Give it about 3 months, that’s how long my W took before she couldn’t handle it anymore but it could take as long as 6 months.


----------



## maincourse99 (Aug 15, 2012)

Really appreciate all the great advice. She is still trying to stay involved with our daughter, but i know she struggles with the emotional part of that. My wife is childhood abuse victim and has disowned her family, her faith, and now me. Just cut it all off. Have to say, her deciding to become a part time mother really surprised me, but seeing the road she's been on for years, I guess i shouldn't be.


----------



## the guy (Aug 3, 2010)

Not good, has she gotten any pro help for this terrible thing that happened to her?

This women will have a very easy time in emotioanlly disconnecting, hell she has been doing it all her life...she's an expert at it.

This issue she has with abuse is working against you and her daughter hence the struggle you are witnessing from your wife.

Abuse victim has a mind set that they don't diserve good things and will sobatoge a good thing cuz its to good to be real...there just not used to having good thing and will run a way.
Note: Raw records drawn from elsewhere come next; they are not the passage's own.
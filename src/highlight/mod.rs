//! Syntax highlighting for the generated HTML in code view.
//!
//! Uses syntect with its bundled Sublime Text definitions.

use std::sync::{Mutex, OnceLock};

use ratatui::style::{Color, Style};
use ratatui::text::{Line, Span};
use syntect::easy::HighlightLines;
use syntect::highlighting::{Theme, ThemeSet};
use syntect::parsing::SyntaxSet;
use syntect::util::LinesWithEndings;

#[derive(Debug, Clone, Copy, PartialEq, Eq)]
enum BackgroundMode {
    Dark,
    Light,
}

/// Terminal background override set from `--theme`.
#[derive(Debug, Clone, Copy, PartialEq, Eq)]
pub enum HighlightBackground {
    Light,
    Dark,
}

static BACKGROUND_OVERRIDE: OnceLock<Mutex<Option<HighlightBackground>>> = OnceLock::new();

/// Highlight `code` as HTML, one ratatui line per source line.
///
/// Only foreground colours are set so the pane background shows through.
/// Falls back to unstyled lines if the syntax cannot be highlighted.
pub fn highlight_html(code: &str) -> Vec<Line<'static>> {
    let syntax_set = syntax_set();
    let Some(syntax) = syntax_set.find_syntax_by_extension("html") else {
        return plain_lines(code);
    };
    let mode = background_mode();
    let mut highlighter = HighlightLines::new(syntax, theme(mode));

    let mut lines = Vec::new();
    for line in LinesWithEndings::from(code) {
        let ranges = match highlighter.highlight_line(line, syntax_set) {
            Ok(ranges) => ranges,
            Err(err) => {
                tracing::warn!(%err, "html highlighting failed");
                return plain_lines(code);
            }
        };
        let spans: Vec<Span<'static>> = ranges
            .into_iter()
            .filter_map(|(style, text)| {
                let text = text.trim_end_matches(['\n', '\r']);
                if text.is_empty() {
                    return None;
                }
                let fg = adjust_fg_for_background(
                    (style.foreground.r, style.foreground.g, style.foreground.b),
                    mode,
                );
                Some(Span::styled(
                    text.to_string(),
                    Style::default().fg(Color::Rgb(fg.0, fg.1, fg.2)),
                ))
            })
            .collect();
        lines.push(Line::from(spans));
    }
    lines
}

fn plain_lines(code: &str) -> Vec<Line<'static>> {
    code.lines().map(|line| Line::raw(line.to_string())).collect()
}

fn syntax_set() -> &'static SyntaxSet {
    static SYNTAX_SET: OnceLock<SyntaxSet> = OnceLock::new();
    SYNTAX_SET.get_or_init(SyntaxSet::load_defaults_newlines)
}

fn theme(mode: BackgroundMode) -> &'static Theme {
    static THEMES: OnceLock<(Theme, Theme)> = OnceLock::new();
    let (dark, light) = THEMES.get_or_init(|| {
        let theme_set = ThemeSet::load_defaults();
        let pick = |names: &[&str]| {
            names
                .iter()
                .find_map(|name| theme_set.themes.get(*name).cloned())
                .or_else(|| theme_set.themes.values().next().cloned())
                .unwrap_or_default()
        };
        (
            pick(&["base16-ocean.dark", "Solarized (dark)"]),
            pick(&["InspiredGitHub", "Solarized (light)", "base16-ocean.light"]),
        )
    });
    match mode {
        BackgroundMode::Dark => dark,
        BackgroundMode::Light => light,
    }
}

pub fn set_background_mode(mode: Option<HighlightBackground>) {
    let lock = BACKGROUND_OVERRIDE.get_or_init(|| Mutex::new(None));
    if let Ok(mut guard) = lock.lock() {
        *guard = mode;
    }
}

/// True when highlighting targets a light terminal background.
pub fn is_light_background() -> bool {
    background_mode() == BackgroundMode::Light
}

fn background_mode() -> BackgroundMode {
    let lock = BACKGROUND_OVERRIDE.get_or_init(|| Mutex::new(None));
    if let Ok(guard) = lock.lock()
        && let Some(mode) = *guard
    {
        return match mode {
            HighlightBackground::Light => BackgroundMode::Light,
            HighlightBackground::Dark => BackgroundMode::Dark,
        };
    }
    background_mode_from_colorfgbg(std::env::var("COLORFGBG").ok().as_deref())
}

fn background_mode_from_colorfgbg(colorfgbg: Option<&str>) -> BackgroundMode {
    let Some(value) = colorfgbg else {
        return BackgroundMode::Dark;
    };
    let bg = value.rsplit(';').next().unwrap_or(value);
    match bg.parse::<u8>() {
        Ok(bg) if bg >= 7 => BackgroundMode::Light,
        _ => BackgroundMode::Dark,
    }
}

#[allow(clippy::cast_possible_truncation, clippy::cast_sign_loss)]
fn adjust_fg_for_background(rgb: (u8, u8, u8), mode: BackgroundMode) -> (u8, u8, u8) {
    if mode == BackgroundMode::Dark {
        return rgb;
    }
    let (r, g, b) = (f32::from(rgb.0), f32::from(rgb.1), f32::from(rgb.2));
    let luma = 0.0722f32.mul_add(b, 0.2126f32.mul_add(r, 0.7152 * g));
    if luma < 155.0 {
        return rgb;
    }
    let darken = |c: f32| (c * 0.42).round() as u8;
    (darken(r), darken(g), darken(b))
}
IDK why but they just do.

The AP may be a PSO/loser and she could stay with him for a long time or he good be really good for her but then again she will distance her self from good things. 


You really don't know were this new relationship is going or if she will ever address here abuse issues and learn the tools that will teach her that she does diserve good things, so it might be time to let her go and if and when she can address her abuse issue then you might have a chance later down the road.

Hope for the best but prepare for the worst...divorce!


----------



## iheartlife (Apr 4, 2012)

maincourse99 said:


> Really appreciate all the great advice. She is still trying to stay involved with our daughter, but i know she struggles with the emotional part of that. My wife is childhood abuse victim and has disowned her family, her faith, and now me. Just cut it all off. Have to say, her deciding to become a part time mother really surprised me, but seeing the road she's been on for years, I guess i shouldn't be.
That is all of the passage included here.